Paul Hogue

Personal information
- Born: April 28, 1940 Knoxville, Tennessee, U.S.
- Died: August 17, 2009 (aged 69) Cincinnati, Ohio, U.S.
- Listed height: 6 ft 9 in (2.06 m)
- Listed weight: 240 lb (109 kg)

Career information
- High school: Austin (Knoxville, Tennessee)
- College: Cincinnati (1959–1962)
- NBA draft: 1962: 1st round, 2nd overall pick
- Drafted by: New York Knicks
- Playing career: 1962–1964
- Position: Center
- Number: 14

Career history
- 1962–1963: New York Knicks
- 1963–1964: Baltimore Bullets
- 1964: Wilmington Blue Bombers

Career highlights
- 2× NCAA champion (1961, 1962); NCAA Final Four MOP (1962); Helms College Player of the Year (1962); First-team All-American – USBWA (1962); Second-team All-American – NABC, NEA (1962); Third-team All-American – AP, UPI (1962); 2× First-team All-MVC (1961, 1962);

Career NBA statistics
- Points: 409 (6.3 ppg)
- Rebounds: 461 (7.1 rpg)
- Assists: 48 (0.7 apg)
- Stats at NBA.com
- Stats at Basketball Reference

= Paul Hogue =

American basketball player (1940–2009)

Paul H. "Duke" Hogue (April 28, 1940 - August 17, 2009) was an American basketball player in the National Basketball Association (NBA).

==Early life==
Hogue grew up on Wilson Avenue in Knoxville, Tennessee, and played basketball at Austin High School, an all-black high school where his father served as principal. He graduated from Austin in 1958.

==College career==
Because Hogue was Black, he wasn't recruited by nearby or southern universities. He chose to attend the University of Cincinnati, largely due to the program's prominence and the chance to play with its star, Oscar Robertson.
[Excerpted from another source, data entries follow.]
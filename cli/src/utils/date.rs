use chrono::{Duration, NaiveDate, Utc};
use chrono_tz::Asia::Kolkata;

use crate::error::{Result, StrengthError};

/// Date format expected by the provider's historical endpoint
pub const PROVIDER_DATE_FORMAT: &str = "%d-%m-%Y";

/// Calendar days covered by every ranking run, independent of the averaging period
pub const TRAILING_WINDOW_DAYS: i64 = 366;

/// Format a date as `dd-mm-yyyy`
pub fn format_provider_date(date: NaiveDate) -> String {
    date.format(PROVIDER_DATE_FORMAT).to_string()
}

/// Parse a `dd-mm-yyyy` date
pub fn parse_provider_date(date_str: &str) -> Result<NaiveDate> {
    NaiveDate::parse_from_str(date_str.trim(), PROVIDER_DATE_FORMAT).map_err(|e| {
        StrengthError::InvalidInput(format!("date '{}' is not dd-mm-yyyy: {}", date_str, e))
    })
}

/// Today's date on the exchange calendar (India)
pub fn today_exchange() -> NaiveDate {
    Utc::now().with_timezone(&Kolkata).date_naive()
}

/// Inclusive (from, to) pair covering the trailing window that ends on `today`
pub fn trailing_window(today: NaiveDate) -> (NaiveDate, NaiveDate) {
    (today - Duration::days(TRAILING_WINDOW_DAYS), today)
}

/// Trailing window formatted for the provider
pub fn trailing_window_strings(today: NaiveDate) -> (String, String) {
    let (from, to) = trailing_window(today);
    (format_provider_date(from), format_provider_date(to))
}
A 6 ft 9 in center, Hogue made his varsity debut with the Bearcats in 1959–60. As a sophomore, he averaged 12.2 points, shooting .576 from the field, and 11.3 rebounds per game. Hogue was named All-Missouri Valley Conference (MVC) as the Bearcats won the league title, posted a 28–2 record and, led by Robertson, advanced to the Final Four, where the Bearcats finished in third place.
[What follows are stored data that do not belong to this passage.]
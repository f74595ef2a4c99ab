pub mod date;
pub mod indicators;
pub mod logger;

pub use date::*;
pub use indicators::*;
pub use logger::*;
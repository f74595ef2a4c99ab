use serde::{Deserialize, Serialize};
use std::collections::BTreeMap;
use std::path::Path;

use crate::error::{Result, StrengthError};

/// Numeric columns published by the historical endpoint
pub const NUMERIC_COLUMNS: [&str; 7] = ["OPEN", "HIGH", "LOW", "PREV. CLOSE", "ltp", "close", "vwap"];

const DATE_COLUMN: &str = "Date";
const CLOSE_COLUMN: &str = "close";

/// One trading day of the provider's historical series
#[derive(Debug, Clone, PartialEq, Serialize, Deserialize)]
pub struct SeriesRecord {
    pub date: String,
    pub open: Option<f64>,
    pub high: Option<f64>,
    pub low: Option<f64>,
    pub prev_close: Option<f64>,
    pub ltp: Option<f64>,
    pub close: f64,
    pub vwap: Option<f64>,
    /// Columns without a dedicated field, keyed by trimmed header
    pub passthrough: BTreeMap<String, String>,
}

/// Coerce a provider cell to a float, dropping thousands separators
pub fn parse_numeric(raw: &str) -> Result<f64> {
    let cleaned: String = raw.chars().filter(|c| *c != ',' && !c.is_whitespace()).collect();
    cleaned
        .parse::<f64>()
        .map_err(|_| StrengthError::Parse(format!("'{}' is not a number", raw)))
}

fn parse_optional_numeric(raw: Option<&str>) -> Result<Option<f64>> {
    match raw {
        Some(value) if !value.trim().is_empty() => parse_numeric(value).map(Some),
        _ => Ok(None),
    }
}

/// A parsed series in the order the provider sent it (newest first)
#[derive(Debug, Clone, Default)]
pub struct Series {
    pub records: Vec<SeriesRecord>,
}

impl Series {
    pub fn len(&self) -> usize {
        self.records.len()
    }

    pub fn is_empty(&self) -> bool {
        self.records.is_empty()
    }

    /// Close of the most recent trading day
    pub fn latest_close(&self) -> Option<f64> {
        self.records.first().map(|r| r.close)
    }

    /// Closing prices oldest first
    pub fn chronological_closes(&self) -> Vec<f64> {
        self.records.iter().rev().map(|r| r.close).collect()
    }

    pub fn from_path(path: &Path) -> Result<Self> {
        let content = std::fs::read(path)?;
        Self::from_bytes(&content)
    }

    /// Parse provider CSV. Headers are trimmed and a leading BOM is ignored.
    pub fn from_bytes(content: &[u8]) -> Result<Self> {
        let content = content.strip_prefix("\u{feff}".as_bytes()).unwrap_or(content);
        let mut reader = csv::ReaderBuilder::new()
            .trim(csv::Trim::Headers)
            .flexible(true)
            .from_reader(content);

        let headers: Vec<String> = reader
            .headers()?
            .iter()
            .map(|h| h.trim_start_matches('\u{feff}').trim().to_string())
            .collect();

        let column = |name: &str| headers.iter().position(|h| h == name);
        let close_idx = column(CLOSE_COLUMN)
            .ok_or_else(|| StrengthError::Parse(format!("missing '{}' column", CLOSE_COLUMN)))?;
        let date_idx = column(DATE_COLUMN);
        let numeric_idx: Vec<Option<usize>> = NUMERIC_COLUMNS.iter().map(|name| column(name)).collect();

        let mut records = Vec::new();
        for (row, result) in reader.records().enumerate() {
            let record = result?;
            let cell = |idx: Option<usize>| idx.and_then(|i| record.get(i));

            let close_raw = record.get(close_idx).unwrap_or("");
            let close = parse_numeric(close_raw).map_err(|e| {
                StrengthError::Parse(format!("row {}: close: {}", row + 1, e))
            })?;

            let mut passthrough = BTreeMap::new();
            for (i, header) in headers.iter().enumerate() {
                if Some(i) == date_idx || NUMERIC_COLUMNS.contains(&header.as_str()) {
                    continue;
                }
                if let Some(value) = record.get(i) {
                    passthrough.insert(header.clone(), value.trim().to_string());
                }
            }

            records.push(SeriesRecord {
                date: cell(date_idx).unwrap_or("").trim().to_string(),
                open: parse_optional_numeric(cell(numeric_idx[0]))?,
                high: parse_optional_numeric(cell(numeric_idx[1]))?,
                low: parse_optional_numeric(cell(numeric_idx[2]))?,
                prev_close: parse_optional_numeric(cell(numeric_idx[3]))?,
                ltp: parse_optional_numeric(cell(numeric_idx[4]))?,
                close,
                vwap: parse_optional_numeric(cell(numeric_idx[6]))?,
                passthrough,
            });
        }

        Ok(Self { records })
    }
}

#[cfg(test)]
mod tests {
    use super::*;

    const SAMPLE: &str = "\u{feff}\"Date \",\"series \",\"OPEN \",\"HIGH \",\"LOW \",\"PREV. CLOSE \",\"ltp \",\"close \",\"vwap \",\"VOLUME \"\n\
\"13-Dec-2024\",\"EQ\",\"1,510.00\",\"1,530.50\",\"1,500.00\",\"1,505.25\",\"1,525.00\",\"1,524.80\",\"1,518.31\",\"2,345,678\"\n\
\"12-Dec-2024\",\"EQ\",\"1,490.00\",\"1,512.00\",\"1,485.10\",\"1,488.00\",\"1,506.00\",\"1,505.25\",\"1,499.02\",\"1,987,001\"\n";

    #[test]
    fn test_parse_numeric_strips_separators() {
        assert_eq!(parse_numeric("1,234.50").unwrap(), 1234.5);
        assert_eq!(parse_numeric(" 42 ").unwrap(), 42.0);
        assert!(parse_numeric("n/a").is_err());
    }

    #[test]
    fn test_parse_provider_csv() {
        let series = Series::from_bytes(SAMPLE.as_bytes()).unwrap();
        assert_eq!(series.len(), 2);

        let latest = &series.records[0];
        assert_eq!(latest.date, "13-Dec-2024");
        assert_eq!(latest.open, Some(1510.0));
        assert_eq!(latest.prev_close, Some(1505.25));
        assert_eq!(latest.close, 1524.8);
        assert_eq!(latest.passthrough.get("series").map(String::as_str), Some("EQ"));
        assert_eq!(latest.passthrough.get("VOLUME").map(String::as_str), Some("2,345,678"));

        assert_eq!(series.latest_close(), Some(1524.8));
        assert_eq!(series.chronological_closes(), vec![1505.25, 1524.8]);
    }

    #[test]
    fn test_missing_close_column() {
        let csv = "Date,OPEN\n01-01-2024,10\n";
        assert!(matches!(
            Series::from_bytes(csv.as_bytes()),
            Err(StrengthError::Parse(_))
        ));
    }

    #[test]
    fn test_malformed_close_is_an_error() {
        let csv = "Date,close\n01-01-2024,abc\n";
        assert!(matches!(
            Series::from_bytes(csv.as_bytes()),
            Err(StrengthError::Parse(_))
        ));
    }

    #[test]
    fn test_header_only_is_empty() {
        let series = Series::from_bytes(b"Date ,close \n").unwrap();
        assert!(series.is_empty());
        assert_eq!(series.latest_close(), None);
    }
}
As a junior in 1960–61, Hogue led UC in rebounding with 12.5 per game and he also led the team with a .532 field goal percentage while averaging 16.8 points per game. He again was named All-MVC as the 27–3 Bearcats again captured the league crown. He was named second-team All-American by Converse. The Bearcats advanced to the championship game of the 1961 NCAA tournament, capturing the national title with a 70–65 overtime win over Ohio State.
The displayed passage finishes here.